For instance, the Nigerian National Petroleum Corporation (NNPC) doesn’t have clear directive now. The Corporation, he said, should device aggressive way of marketing Nigeria’s crude rather than relying on third party. Besides, NNPC is supposed to be fully in charge of Nigeria’s oil production but currently the international oil companies (IOCs) that operate in Nigeria are in charge.
“What these IOCs declare as the production is what Nigeria takes. Government allowed so much in their hands and that is the reason Nigerians are not deriving full benefit from the oil and gas industry,” the university don pointed out. To him, the current situation that Nigeria faces requires urgent thinking and nobody is thinking so, government needs to think and focus on resuscitating the industry by meeting with businesses and investors to find ways of developing the economy rather than depending on foreign countries. “No foreign country or company will develop Nigeria. The development we need as a country will certainly come from within. Our local investors hold the key to development of the economy not foreigners,” Nweze said.
According to him, Nigeria boasts hundreds of Dangotes to develop her industries and the economy.
“Government should have meetings with them and give them confidence that their investments will be safe.

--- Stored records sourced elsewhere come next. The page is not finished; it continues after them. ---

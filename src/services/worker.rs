use std::sync::atomic::{AtomicBool, Ordering};
use std::sync::{Arc, Mutex, MutexGuard};
use tracing::{debug, error, info, warn};
use crate::domain::entities::{RepoDescriptor, SyncReport, SyncState};
use crate::ports::git::SyncPort;
use crate::shared::result::Result;

/// 仓库调度状态
#[derive(Debug, Clone, Copy, PartialEq, Eq)]
pub enum WorkerPhase {
    Idle,
    Running,
    Stopped,
}

/// 同步工作者 - 单个仓库的同步入口，保证同一仓库不会并发同步
pub struct RepoWorker {
    repo: Arc<RepoDescriptor>,
    git_client: Arc<dyn SyncPort>,
    running: AtomicBool,
    stopped: AtomicBool,
    state: Mutex<SyncState>,
}

/// Idle -> Running 的占位，drop 时回到 Idle
struct RunGuard<'a> {
    running: &'a AtomicBool,
}

impl<'a> RunGuard<'a> {
    fn acquire(running: &'a AtomicBool) -> Option<Self> {
        running
            .compare_exchange(false, true, Ordering::AcqRel, Ordering::Acquire)
            .ok()
            .map(|_| Self { running })
    }
}

impl Drop for RunGuard<'_> {
    fn drop(&mut self) {
        self.running.store(false, Ordering::Release);
    }
}

impl RepoWorker {
    pub fn new(repo: RepoDescriptor, git_client: Arc<dyn SyncPort>) -> Self {
        Self {
            repo: Arc::new(repo),
            git_client,
            running: AtomicBool::new(false),
            stopped: AtomicBool::new(false),
            state: Mutex::new(SyncState::default()),
        }
    }

    pub fn repo(&self) -> &RepoDescriptor {
        &self.repo
    }

    pub fn phase(&self) -> WorkerPhase {
        if self.stopped.load(Ordering::Acquire) {
            WorkerPhase::Stopped
        } else if self.running.load(Ordering::Acquire) {
            WorkerPhase::Running
        } else {
            WorkerPhase::Idle
        }
    }

    pub fn stop(&self) {
        self.stopped.store(true, Ordering::Release);
    }

    /// 当前同步状态快照
    pub fn state(&self) -> SyncState {
        self.lock_state().clone()
    }

    fn lock_state(&self) -> MutexGuard<'_, SyncState> {
        self.state.lock().unwrap_or_else(|e| e.into_inner())
    }

    /// 尝试执行一次同步
    ///
    /// 上一次同步仍在进行时直接丢弃本次 tick（不排队），返回 `None`。
    pub async fn try_sync(&self) -> Option<Result<SyncReport>> {
        let _guard = match RunGuard::acquire(&self.running) {
            Some(guard) => guard,
            None => {
                self.lock_state().skipped_ticks += 1;
                debug!("Sync still running for {}, skipping tick", self.repo.path.display());
                return None;
            }
        };

        let result = self.git_client.pull(&self.repo).await;
        self.lock_state().record(&result);

        match &result {
            Ok(report) => {
                info!(
                    "Synced {} ({}) in {:?}",
                    self.repo.path.display(),
                    report.operation,
                    report.duration
                );
                debug!("git output: {}", report.output);
            }
            Err(e) if e.is_fatal() => {
                error!("Failed to sync {} from {}: {}", self.repo.path.display(), self.repo.url, e);
            }
            Err(e) => {
                warn!(
                    "Failed to sync {} from {}, retrying in {}s: {}",
                    self.repo.path.display(),
                    self.repo.url,
                    self.repo.interval.as_secs(),
                    e
                );
            }
        }

        Some(result)
    }
}

#[cfg(test)]
pub(crate) mod tests {
    use super::*;
    use crate::domain::entities::SyncOperation;
    use crate::domain::value_objects::RepoUrl;
    use crate::shared::error::SyncError;
    use async_trait::async_trait;
    use std::path::{Path, PathBuf};
    use std::sync::atomic::AtomicUsize;
    use std::time::Duration;

    /// 慢速的假同步，记录并发进入次数
    #[derive(Default)]
    pub(crate) struct SlowSync {
        pub delay: Duration,
        pub fail_paths: Vec<PathBuf>,
        pub calls: AtomicUsize,
        pub in_flight: AtomicUsize,
        pub max_in_flight: AtomicUsize,
    }

    impl SlowSync {
        pub fn new(delay: Duration) -> Self {
            Self {
                delay,
                ..Default::default()
            }
        }
    }

    #[async_trait]
    impl SyncPort for SlowSync {
        async fn pull(&self, repo: &RepoDescriptor) -> Result<SyncReport> {
            self.calls.fetch_add(1, Ordering::SeqCst);
            let now = self.in_flight.fetch_add(1, Ordering::SeqCst) + 1;
            self.max_in_flight.fetch_max(now, Ordering::SeqCst);
            tokio::time::sleep(self.delay).await;
            self.in_flight.fetch_sub(1, Ordering::SeqCst);

            if self.fail_paths.contains(&repo.path) {
                return Err(SyncError::SyncFailed {
                    operation: "pull".to_string(),
                    status: "exit status: 1".to_string(),
                    output: "fatal: unable to access remote".to_string(),
                });
            }
            Ok(SyncReport {
                operation: SyncOperation::Pull,
                output: String::new(),
                duration: self.delay,
            })
        }
    }

    pub(crate) fn descriptor(path: &Path, interval: Duration) -> RepoDescriptor {
        RepoDescriptor::new(RepoUrl::parse("example.com/site.git", false).unwrap(), path.to_path_buf())
            .with_interval(interval)
    }

    #[tokio::test]
    async fn test_overlapping_sync_is_dropped() {
        let sync = Arc::new(SlowSync::new(Duration::from_millis(200)));
        let worker = RepoWorker::new(descriptor(Path::new("/srv/a"), Duration::from_secs(1)), sync.clone());

        let (first, second) = tokio::join!(worker.try_sync(), async {
            tokio::time::sleep(Duration::from_millis(20)).await;
            assert_eq!(worker.phase(), WorkerPhase::Running);
            worker.try_sync().await
        });

        assert!(first.unwrap().is_ok());
        assert!(second.is_none());
        assert_eq!(sync.calls.load(Ordering::SeqCst), 1);
        assert_eq!(sync.max_in_flight.load(Ordering::SeqCst), 1);

        let state = worker.state();
        assert_eq!(state.attempts, 1);
        assert_eq!(state.skipped_ticks, 1);
        assert_eq!(worker.phase(), WorkerPhase::Idle);
    }

    #[tokio::test]
    async fn test_failure_recorded_and_gate_released() {
        let mut sync = SlowSync::new(Duration::from_millis(1));
        sync.fail_paths.push(PathBuf::from("/srv/bad"));
        let worker = RepoWorker::new(descriptor(Path::new("/srv/bad"), Duration::from_secs(1)), Arc::new(sync));

        let result = worker.try_sync().await.unwrap();
        assert!(matches!(result, Err(SyncError::SyncFailed { .. })));
        assert_eq!(worker.phase(), WorkerPhase::Idle);

        // 失败后仍可再次同步
        assert!(worker.try_sync().await.is_some());
        let state = worker.state();
        assert_eq!(state.failures, 2);
        assert!(!state.is_healthy());
    }
}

They should be encouraged to bring out the money and invest in the economy. The entrepreneurs are scared. The government can probe whom it wants to probe but must allow business to flow,” he advised.
Nweze added that there is no country without corruption, therefore, government should build confidence in local businesses and entrepreneurs find the challenges they are having and provide quick low-hanging fruits for them, so that these funds are not frittered away to foreign countries adding that Indonesia did same. He also called on government to address the issue of interest rate, noting that high interest rate stifles the economy. Low interest rate is important for businesses to take off and important for entrepreneurs. It will also help small businesses to stand and grow,” he added.

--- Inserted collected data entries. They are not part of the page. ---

use chrono::{DateTime, Utc};
use serde::{Deserialize, Serialize};
use std::fmt;
use std::path::{Path, PathBuf};
use std::time::Duration;
use tracing::{debug, info};
use crate::domain::value_objects::{BranchName, RepoUrl};
use crate::shared::error::SyncError;
use crate::shared::result::Result;

/// 默认同步间隔
pub const DEFAULT_INTERVAL: Duration = Duration::from_secs(60 * 60);

/// 同步间隔上限（100 年），超出会让定时器的截止时间溢出
pub const MAX_INTERVAL: Duration = Duration::from_secs(100 * 365 * 24 * 60 * 60);

/// 仓库描述（配置校验后不可变）
#[derive(Debug, Clone, Serialize, Deserialize)]
pub struct RepoDescriptor {
    pub url: RepoUrl,
    pub path: PathBuf,
    pub branch: BranchName,
    pub key_path: Option<PathBuf>,
    pub interval: Duration,
    pub clone_args: Vec<String>,
    pub pull_args: Vec<String>,
}

impl RepoDescriptor {
    pub fn new(url: RepoUrl, path: PathBuf) -> Self {
        Self {
            url,
            path,
            branch: BranchName::default(),
            key_path: None,
            interval: DEFAULT_INTERVAL,
            clone_args: Vec::new(),
            pull_args: Vec::new(),
        }
    }

    pub fn with_branch(mut self, branch: BranchName) -> Self {
        self.branch = branch;
        self
    }

    pub fn with_key(mut self, key_path: PathBuf) -> Self {
        self.key_path = Some(key_path);
        self
    }

    pub fn with_interval(mut self, interval: Duration) -> Self {
        if !interval.is_zero() {
            self.interval = interval.min(MAX_INTERVAL);
        }
        self
    }

    pub fn with_args(mut self, clone_args: Vec<String>, pull_args: Vec<String>) -> Self {
        self.clone_args = clone_args;
        self.pull_args = pull_args;
        self
    }

    pub fn uses_key(&self) -> bool {
        self.key_path.is_some()
    }

    /// 本地路径是否已经是工作仓库
    pub fn is_cloned(&self) -> bool {
        SyncOperation::for_path(&self.path) == SyncOperation::Pull
    }

    /// 准备本地目录
    ///
    /// 目录不存在则创建；已存在的仓库必须指向同一个 origin；
    /// 非空且不是仓库的目录无法 clone。
    pub fn prepare(&self) -> Result<()> {
        if !self.path.exists() {
            debug!("Creating directory {}", self.path.display());
            std::fs::create_dir_all(&self.path)?;
            return Ok(());
        }

        if !self.path.is_dir() {
            return Err(SyncError::Config(format!(
                "{} exists and is not a directory",
                self.path.display()
            )));
        }

        if self.is_cloned() {
            let repo = git2::Repository::open(&self.path)?;
            let remote = repo.find_remote("origin")?;
            let origin = remote.url().unwrap_or_default();
            if !same_remote(origin, &self.url, self.uses_key()) {
                return Err(SyncError::Config(format!(
                    "another git repo '{}' exists at {}",
                    origin,
                    self.path.display()
                )));
            }
            info!("Using existing repository at {}", self.path.display());
            return Ok(());
        }

        if std::fs::read_dir(&self.path)?.next().is_some() {
            return Err(SyncError::Config(format!(
                "cannot git clone into {}, directory not empty",
                self.path.display()
            )));
        }

        Ok(())
    }
}

fn same_remote(origin: &str, url: &RepoUrl, uses_key: bool) -> bool {
    fn trim(s: &str) -> &str {
        let s = s.trim_end_matches('/');
        s.strip_suffix(".git").unwrap_or(s)
    }

    match RepoUrl::parse(origin, uses_key) {
        Ok(parsed) => trim(parsed.as_str()) == trim(url.as_str()),
        Err(_) => trim(origin) == trim(url.as_str()),
    }
}

/// 同步操作类型
#[derive(Debug, Clone, Copy, PartialEq, Eq, Serialize, Deserialize)]
pub enum SyncOperation {
    Clone,
    Pull,
}

impl SyncOperation {
    /// clone 只在本地路径还不是仓库时执行一次
    pub fn for_path(path: &Path) -> Self {
        if path.join(".git").exists() {
            SyncOperation::Pull
        } else {
            SyncOperation::Clone
        }
    }
}

impl fmt::Display for SyncOperation {
    fn fmt(&self, f: &mut fmt::Formatter<'_>) -> fmt::Result {
        match self {
            SyncOperation::Clone => write!(f, "clone"),
            SyncOperation::Pull => write!(f, "pull"),
        }
    }
}

/// 一次同步的结果
#[derive(Debug, Clone)]
pub struct SyncReport {
    pub operation: SyncOperation,
    pub output: String,
    pub duration: Duration,
}

/// 最近一次同步结果
#[derive(Debug, Clone, PartialEq, Eq, Serialize, Deserialize)]
pub enum SyncOutcome {
    Success(SyncOperation),
    Failure(String),
}

/// 仓库同步状态（只保留最近一次结果）
#[derive(Debug, Clone, Default, Serialize, Deserialize)]
pub struct SyncState {
    pub last_attempt: Option<DateTime<Utc>>,
    pub last_success: Option<DateTime<Utc>>,
    pub last_outcome: Option<SyncOutcome>,
    pub attempts: u64,
    pub failures: u64,
    pub skipped_ticks: u64,
}

impl SyncState {
    pub fn record(&mut self, result: &Result<SyncReport>) {
        let now = Utc::now();
        self.last_attempt = Some(now);
        self.attempts += 1;
        match result {
            Ok(report) => {
                self.last_success = Some(now);
                self.last_outcome = Some(SyncOutcome::Success(report.operation));
            }
            Err(e) => {
                self.failures += 1;
                self.last_outcome = Some(SyncOutcome::Failure(e.to_string()));
            }
        }
    }

    pub fn is_healthy(&self) -> bool {
        matches!(self.last_outcome, Some(SyncOutcome::Success(_)))
    }
}

#[cfg(test)]
mod tests {
    use super::*;
    use tempfile::TempDir;

    fn descriptor(path: PathBuf) -> RepoDescriptor {
        RepoDescriptor::new(RepoUrl::parse("example.com/site.git", false).unwrap(), path)
    }

    #[test]
    fn test_defaults() {
        let repo = descriptor(PathBuf::from("/srv/site"));
        assert_eq!(repo.branch.as_str(), "master");
        assert_eq!(repo.interval, DEFAULT_INTERVAL);
        assert!(!repo.uses_key());

        let repo = repo.with_interval(Duration::ZERO);
        assert_eq!(repo.interval, DEFAULT_INTERVAL);

        let repo = repo.with_interval(Duration::from_secs(u64::MAX));
        assert_eq!(repo.interval, MAX_INTERVAL);
    }

    #[test]
    fn test_prepare_creates_missing_dir() {
        let tmp = TempDir::new().unwrap();
        let path = tmp.path().join("a/b/site");
        descriptor(path.clone()).prepare().unwrap();
        assert!(path.is_dir());
        assert_eq!(SyncOperation::for_path(&path), SyncOperation::Clone);
    }

    #[test]
    fn test_prepare_rejects_non_empty_dir() {
        let tmp = TempDir::new().unwrap();
        std::fs::write(tmp.path().join("index.html"), "hi").unwrap();
        let err = descriptor(tmp.path().to_path_buf()).prepare().unwrap_err();
        assert!(matches!(err, SyncError::Config(_)));
    }

    #[test]
    fn test_prepare_checks_origin() {
        let tmp = TempDir::new().unwrap();
        let repo = git2::Repository::init(tmp.path()).unwrap();
        repo.remote("origin", "https://example.com/site").unwrap();

        descriptor(tmp.path().to_path_buf()).prepare().unwrap();
        assert_eq!(SyncOperation::for_path(tmp.path()), SyncOperation::Pull);

        let other = RepoDescriptor::new(
            RepoUrl::parse("https://example.com/other.git", false).unwrap(),
            tmp.path().to_path_buf(),
        );
        let err = other.prepare().unwrap_err();
        assert!(err.to_string().contains("another git repo"));
    }

    #[test]
    fn test_state_keeps_latest_outcome() {
        let mut state = SyncState::default();
        state.record(&Err(SyncError::InvalidUrl("boom".into())));
        assert_eq!(state.failures, 1);
        assert!(!state.is_healthy());

        state.record(&Ok(SyncReport {
            operation: SyncOperation::Pull,
            output: String::new(),
            duration: Duration::from_millis(5),
        }));
        assert_eq!(state.attempts, 2);
        assert_eq!(state.last_outcome, Some(SyncOutcome::Success(SyncOperation::Pull)));
        assert!(state.last_success.is_some());
    }
}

He said: “The civil servants can corrupt angels; therefore, what President Buhari will do is to strengthen the institutions, so the ministers will be able to work. The civil servants have a way of covering corruption in the ministries adding that Mr. President should also know that one government cannot solve all the problems of this country, so he should remove oil subsidy, diversify and centralise the economy by building industries,” he said.

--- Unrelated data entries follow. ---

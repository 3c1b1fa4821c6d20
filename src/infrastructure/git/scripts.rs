//! SSH 辅助脚本
//!
//! 使用私钥的仓库通过两个临时脚本完成同步：
//! 包装脚本让 git 使用指定的私钥连接，known_hosts 脚本在首次连接前
//! 写入主机公钥，避免 ssh 交互式确认卡住后台同步。

use std::io::Write;
use std::path::Path;
use tempfile::{TempDir, TempPath};
use crate::shared::error::SyncError;
use crate::shared::result::Result;

const GIT_WRAPPER_TEMPLATE: &str = r#"#!/bin/sh

if [ $# -eq 0 ]; then
    echo "Git wrapper script that can specify an ssh-key file
Usage:
    git.sh -i ssh-key-file git-command
    "
    exit 1
fi

GIT_SSH_WRAPPER={tmp_dir}/.git_ssh.$$

# remove temporary files on exit
trap 'rm -f "$GIT_SSH_WRAPPER" "$0"' 0

if [ "$1" = "-i" ]; then
    GIT_SSH_KEY=$2; shift; shift
    export GIT_SSH_KEY
    printf '#!/usr/bin/env %s\nexec ssh -o BatchMode=yes -i "$GIT_SSH_KEY" "$@"\n' {shell} > "$GIT_SSH_WRAPPER"
    chmod +x "$GIT_SSH_WRAPPER"
    GIT_SSH=$GIT_SSH_WRAPPER
    export GIT_SSH
fi

# in case the git command is repeated
[ "$1" = "git" ] && shift

{git} "$@"
"#;

const KNOWN_HOSTS_TEMPLATE: &str = r#"#!/bin/sh

mkdir -p "$HOME/.ssh"
touch "$HOME/.ssh/known_hosts"
staging="$HOME/.ssh/known_hosts.gitsync.$$"
trap 'rm -f "$staging"' 0

for key_type in rsa dsa ecdsa ed25519
do
  ssh-keyscan {port_args}-t "$key_type" {repo_host} 2>/dev/null
done | sort -u > "$staging"

while IFS= read -r line
do
  [ -z "$line" ] && continue
  grep -qxF -- "$line" "$HOME/.ssh/known_hosts" || printf '%s\n' "$line" >> "$HOME/.ssh/known_hosts"
done < "$staging"
rm -f "$staging"

{git_ssh_path} -i {ssh_key_path} {ssh_params}
"#;

fn quote_path(path: &Path) -> String {
    shell_words::quote(&path.to_string_lossy()).into_owned()
}

/// 生成 git 包装脚本
///
/// `git.sh -i <key> <git args...>` 会生成一个调用 `ssh -i <key>` 的子脚本，
/// 通过 `GIT_SSH` 交给 git 使用，退出时删除子脚本和自身。
pub fn git_wrapper_script(tmp_dir: &Path, shell: &str, git: &str) -> String {
    let tmp_dir = tmp_dir.to_string_lossy();
    let tmp_dir = tmp_dir.trim_end_matches('/');
    let tmp_dir = if tmp_dir.is_empty() { "/" } else { tmp_dir };

    GIT_WRAPPER_TEMPLATE
        .replace("{tmp_dir}", &shell_words::quote(tmp_dir))
        .replace("{shell}", &shell_words::quote(shell))
        .replace("{git}", &shell_words::quote(git))
}

/// 生成 known_hosts 脚本
///
/// 扫描主机公钥，只追加 known_hosts 中不存在的行，然后通过包装脚本执行 git。
/// 并发追加同一个文件时可能出现重复行，重复行对 ssh 无害。
pub fn known_hosts_script(
    host: &str,
    port: Option<u16>,
    git_ssh_path: &Path,
    key_path: &Path,
    params: &[String],
) -> String {
    let port_args = port.map(|p| format!("-p {} ", p)).unwrap_or_default();

    KNOWN_HOSTS_TEMPLATE
        .replace("{port_args}", &port_args)
        .replace("{repo_host}", &shell_words::quote(host))
        .replace("{git_ssh_path}", &quote_path(git_ssh_path))
        .replace("{ssh_key_path}", &quote_path(key_path))
        .replace("{ssh_params}", &shell_words::join(params))
}

/// 写入临时脚本文件
///
/// 文件设置为可执行并关闭句柄后返回；返回的 `TempPath` 在 drop 时删除文件。
/// 任何一步失败都会删除已创建的文件。
pub fn write_script_file(dir: &Path, content: &str) -> Result<TempPath> {
    let mut file = tempfile::Builder::new()
        .prefix("gitsync")
        .suffix(".sh")
        .tempfile_in(dir)
        .map_err(SyncError::ScriptPreparation)?;

    file.write_all(content.as_bytes())
        .map_err(SyncError::ScriptPreparation)?;
    file.flush().map_err(SyncError::ScriptPreparation)?;

    #[cfg(unix)]
    {
        use std::os::unix::fs::PermissionsExt;
        std::fs::set_permissions(file.path(), std::fs::Permissions::from_mode(0o755))
            .map_err(SyncError::ScriptPreparation)?;
    }

    // 关闭写句柄，避免执行时出现 ETXTBSY
    Ok(file.into_temp_path())
}

/// 单次同步的临时目录，存放包装脚本生成的 ssh 子脚本
///
/// 进程被强制结束时脚本的 trap 不会执行，目录在 drop 时整体删除。
pub fn create_run_dir(dir: &Path) -> Result<TempDir> {
    tempfile::Builder::new()
        .prefix("gitsync")
        .tempdir_in(dir)
        .map_err(SyncError::ScriptPreparation)
}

He noted that a study by government agencies showed that of the 774 local government areas, every local government area has natural endowment; therefore, government should help to develop such natural endowment and build clusters around them. With this approach, migration from rural areas to cities such as Lagos and Abuja will drastically reduce because it will create massive employment.
He said the three major sectors of the economy – the telecoms, oil andgas, and financial services employ less than two million people, therefore, to create the expected job opportunities, government should build the industries and encourage investment so that what happened in 2008-09 financial crisis, when foreign investors took away their money doesn’t repeat itself.
Dr Amao said Nigeria must privatise her refineries.
The President of the Nigerian Association of Petroleum Explorationists (NAPE), Chinwendu Edoziem, also expressed concern that the oil price crash may lead to stopping exploration for discovery of new oil fields.
These are indeed times for new ways of doing things.